Yaşar Gündem (Samsun Sanat Tiyatrosu):  “Tiyatro yapmak tabiri ne tiyatro sanatının değerini azaltır ne de bu lafı kullananları negatif bir düzeye iter.”

“Çok hassasız bazı konularda. Keşke bu hassasiyeti yaşamsal alanlarda da gösterebilsek. Tiyatro yapmak tabiri ne tiyatro sanatının değerini azaltır ne de bu lafı kullananları negatif bir düzeye iter. Dansöz gibi kıvırma benzetmesini de bu konunun yanı başına koyalım. Sanırım bütün mesele derdini anlatabilme ve kelime hazinesidir. Hep beraber biraz daha fazla okuyalım ve gereksiz gündemlere kapılmayalım.”

 

Gizem Duman Şeşen

Gizem Duman Şeşen (Kuzguncuk Sanat): “Bu dil değişecek. Aşağılamaları, suçlamaları, hakaretleri kendi meslekleriniz üzerinden yapacaksınız.”

‘Tiyatro yapıyor.’

‘Bunlar hep tiyatro.’ 

‘Burası tiyatro değil.’

‘Git bunları tiyatro da söyle.’

‘Kötü bir tiyatro.’

‘Bu tiyatroya karnımız tok.’

Ve daha nicesi yazılabilir.

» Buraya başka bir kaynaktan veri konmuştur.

//! Payments received from students and manually recorded arrears.

use std::fmt;

use chrono::{DateTime, Utc};
use rust_decimal::Decimal;
use serde::{Deserialize, Serialize};
use uuid::Uuid;

use crate::common::{Amounted, Displayable, Identifiable};

#[derive(Debug, Clone, Copy, Serialize, Deserialize, PartialEq, Eq, Default)]
#[serde(rename_all = "snake_case")]
pub enum PaymentMethod {
    #[default]
    Cash,
    MobileMoney,
    BankTransfer,
    Cheque,
    Other,
}

impl PaymentMethod {
    pub fn parse(value: &str) -> Option<Self> {
        match value.trim().to_ascii_lowercase().replace(['-', ' '], "_").as_str() {
            "cash" => Some(PaymentMethod::Cash),
            "mobile_money" | "mpesa" | "m_pesa" => Some(PaymentMethod::MobileMoney),
            "bank_transfer" | "bank" => Some(PaymentMethod::BankTransfer),
            "cheque" | "check" => Some(PaymentMethod::Cheque),
            "other" => Some(PaymentMethod::Other),
            _ => None,
        }
    }
}

impl fmt::Display for PaymentMethod {
    fn fmt(&self, f: &mut fmt::Formatter<'_>) -> fmt::Result {
        let label = match self {
            PaymentMethod::Cash => "Cash",
            PaymentMethod::MobileMoney => "Mobile Money",
            PaymentMethod::BankTransfer => "Bank Transfer",
            PaymentMethod::Cheque => "Cheque",
            PaymentMethod::Other => "Other",
        };
        f.write_str(label)
    }
}

/// A payment made by (or for) one student toward one term.
#[derive(Debug, Clone, Serialize, Deserialize, PartialEq, Eq)]
#[serde(rename_all = "camelCase")]
pub struct Payment {
    pub id: Uuid,
    pub school_id: Uuid,
    pub student_id: Uuid,
    pub academic_year_id: Uuid,
    pub term_id: Uuid,
    pub amount: Decimal,
    pub payment_date: DateTime<Utc>,
    #[serde(default)]
    pub method: PaymentMethod,
    pub receipt_number: String,
    #[serde(default, skip_serializing_if = "Option::is_none")]
    pub reference_number: Option<String>,
}

impl Payment {
    pub fn new(
        school_id: Uuid,
        student_id: Uuid,
        academic_year_id: Uuid,
        term_id: Uuid,
        amount: Decimal,
        payment_date: DateTime<Utc>,
    ) -> Self {
        let id = Uuid::new_v4();
        Self {
            id,
            school_id,
            student_id,
            academic_year_id,
            term_id,
            amount,
            payment_date,
            method: PaymentMethod::default(),
            receipt_number: format!("RCT-{}", &id.simple().to_string()[..8].to_uppercase()),
            reference_number: None,
        }
    }

    pub fn with_method(mut self, method: PaymentMethod) -> Self {
        self.method = method;
        self
    }

    pub fn with_reference(mut self, reference: impl Into<String>) -> Self {
        self.reference_number = Some(reference.into());
        self
    }
}

impl Identifiable for Payment {
    fn id(&self) -> Uuid {
        self.id
    }
}

impl Amounted for Payment {
    fn amount(&self) -> Decimal {
        self.amount
    }
}

impl Displayable for Payment {
    fn display_label(&self) -> String {
        format!("{} [{}]", self.receipt_number, self.method)
    }
}

/// A manual arrear adjustment. Positive amounts are owed, negative amounts are credits.
#[derive(Debug, Clone, Serialize, Deserialize, PartialEq, Eq)]
#[serde(rename_all = "camelCase")]
pub struct Arrear {
    pub id: Uuid,
    pub school_id: Uuid,
    pub student_id: Uuid,
    pub academic_year_id: Uuid,
    pub academic_year: i32,
    pub amount: Decimal,
    #[serde(default, skip_serializing_if = "Option::is_none")]
    pub reason: Option<String>,
    pub recorded_at: DateTime<Utc>,
}

impl Arrear {
    pub fn new(
        school_id: Uuid,
        student_id: Uuid,
        academic_year_id: Uuid,
        academic_year: i32,
        amount: Decimal,
    ) -> Self {
        Self {
            id: Uuid::new_v4(),
            school_id,
            student_id,
            academic_year_id,
            academic_year,
            amount,
            reason: None,
            recorded_at: Utc::now(),
        }
    }

    pub fn with_reason(mut self, reason: impl Into<String>) -> Self {
        self.reason = Some(reason.into());
        self
    }
}

impl Identifiable for Arrear {
    fn id(&self) -> Uuid {
        self.id
    }
}

impl Amounted for Arrear {
    fn amount(&self) -> Decimal {
        self.amount
    }
}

Özellikle siyasilerin ‘sahtekarsın, yalancısın’ diyemedikleri zaman sığındıkları kalıplar.Bilhassa halkın yakından takip ettiği siyasi figürlerin fütursuzca kullanımı meslektaşlarımızı elbette rahatsız etmektedir. 

Zaman zaman twitter da  trend topic olur ‘tiyatro.’ Merakla bakarız paylaşımlara ve altından mutlaka bir ‘ihanet’, bir ‘ahlaksızlık’, bir ‘sahtekarlık’ çıkar. Siyasiler kadar gazetecilerin kullanımına da denk geldik defalarca. 

Bu dil değişecek. Öyle bir çırpıda suçlamaların işbirlikçisi olmayacak ‘Tiyatro’. Aşağılamaları, suçlamaları, hakaretleri kendi meslekleriniz üzerinden yapacaksınız.  Bu konuda bazı gazeteler ile görüşüp ‘etik anlaşması’ yapmak istediğimizi bildirdik. Üzünden bir yıldan fazla zaman geçti, hala cevap alamadık. Çünkü kimsenin umurunda değil.  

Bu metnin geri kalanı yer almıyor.